Brief → Your task is to print the listing exactly as it stands.

--- Raw data ---

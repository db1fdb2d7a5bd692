use super::{Component, Element, Encoding, Field, Repetition, Segment, SubComponent, Value};

impl Segment {
    /// A segment holding only its type, e.g. `PID`.
    pub fn named(kind: &str) -> Self {
        Self::from_value(kind)
    }

    /// The segment type, field 0.
    pub fn kind(&self) -> &str {
        self.iter().next().map_or("", |f| f.value())
    }

    pub fn is_kind(&self, kind: &str) -> bool {
        self.iter().next().is_some_and(|f| f.matches(kind))
    }

    /// Field at a 0-based `index`, appending empty fields until it exists.
    pub fn field(&mut self, index: usize) -> &mut Field {
        self.child_at(index)
    }

    /// Field at a 0-based `index`, without growing.
    pub fn get_field(&self, index: usize) -> Option<&Field> {
        self.get(index + 1)
    }

    pub fn repetition(&mut self, field: usize, repetition: usize) -> &mut Repetition {
        self.field(field).repetition(repetition)
    }

    /// Component of the first repetition of `field`.
    pub fn component(&mut self, field: usize, component: usize) -> &mut Component {
        self.field(field).component(component)
    }

    pub fn repetition_component(
        &mut self,
        field: usize,
        repetition: usize,
        component: usize,
    ) -> &mut Component {
        self.field(field).repetition_component(repetition, component)
    }

    pub fn sub_component(
        &mut self,
        field: usize,
        component: usize,
        sub_component: usize,
    ) -> &mut SubComponent {
        self.field(field).sub_component(component, sub_component)
    }

    /// Wire form of this segment alone, terminator included.
    pub fn encode(&self, enc: &Encoding) -> String {
        let mut out = String::new();
        self.encode_into(&mut out, enc);
        out
    }

    /// Place the MSH-1 and MSH-2 pseudo-fields for `enc`, overwriting fields 1 and 2.
    pub(crate) fn pin_header(&mut self, enc: &Encoding) {
        self.field(2);
        *self.field(1) = Field::separator(enc);
        *self.field(2) = Field::encoding_characters(enc);
    }

    /// Shift a freshly parsed header right by one so that field 1 becomes MSH-1, then pin.
    pub(crate) fn bootstrap_header(&mut self, enc: &Encoding) {
        self.field(2);
        self.insert(1, Field::separator(enc));
        *self.field(2) = Field::encoding_characters(enc);
    }
}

---

Solution to this task →
repository db1fdb2d7a5bd692
use super::{Component, Element, Encoding, Field, Repetition, Segment, SubComponent, Value};

impl Segment {
    /// A segment holding only its type, e.g. `PID`.
    pub fn named(kind: &str) -> Self {
        Self::from_value(kind)
    }

    /// The segment type, field 0.
    pub fn kind(&self) -> &str {
        self.iter().next().map_or("", |f| f.value())
    }

    pub fn is_kind(&self, kind: &str) -> bool {
        self.iter().next().is_some_and(|f| f.matches(kind))
    }

    /// Field at a 0-based `index`, appending empty fields until it exists.
    pub fn field(&mut self, index: usize) -> &mut Field {
        self.child_at(index)
    }

    /// Field at a 0-based `index`, without growing.
    pub fn get_field(&self, index: usize) -> Option<&Field> {
        self.get(index + 1)
    }

    pub fn repetition(&mut self, field: usize, repetition: usize) -> &mut Repetition {
        self.field(field).repetition(repetition)
    }

    /// Component of the first repetition of `field`.
    pub fn component(&mut self, field: usize, component: usize) -> &mut Component {
        self.field(field).component(component)
    }

    pub fn repetition_component(
        &mut self,
        field: usize,
        repetition: usize,
        component: usize,
    ) -> &mut Component {
        self.field(field).repetition_component(repetition, component)
    }

    pub fn sub_component(
        &mut self,
        field: usize,
        component: usize,
        sub_component: usize,
    ) -> &mut SubComponent {
        self.field(field).sub_component(component, sub_component)
    }

    /// Wire form of this segment alone, terminator included.
    pub fn encode(&self, enc: &Encoding) -> String {
        let mut out = String::new();
        self.encode_into(&mut out, enc);
        out
    }

    /// Place the MSH-1 and MSH-2 pseudo-fields for `enc`, overwriting fields 1 and 2.
    pub(crate) fn pin_header(&mut self, enc: &Encoding) {
        self.field(2);
        *self.field(1) = Field::separator(enc);
        *self.field(2) = Field::encoding_characters(enc);
    }

    /// Shift a freshly parsed header right by one so that field 1 becomes MSH-1, then pin.
    pub(crate) fn bootstrap_header(&mut self, enc: &Encoding) {
        self.field(2);
        self.insert(1, Field::separator(enc));
        *self.field(2) = Field::encoding_characters(enc);
    }
}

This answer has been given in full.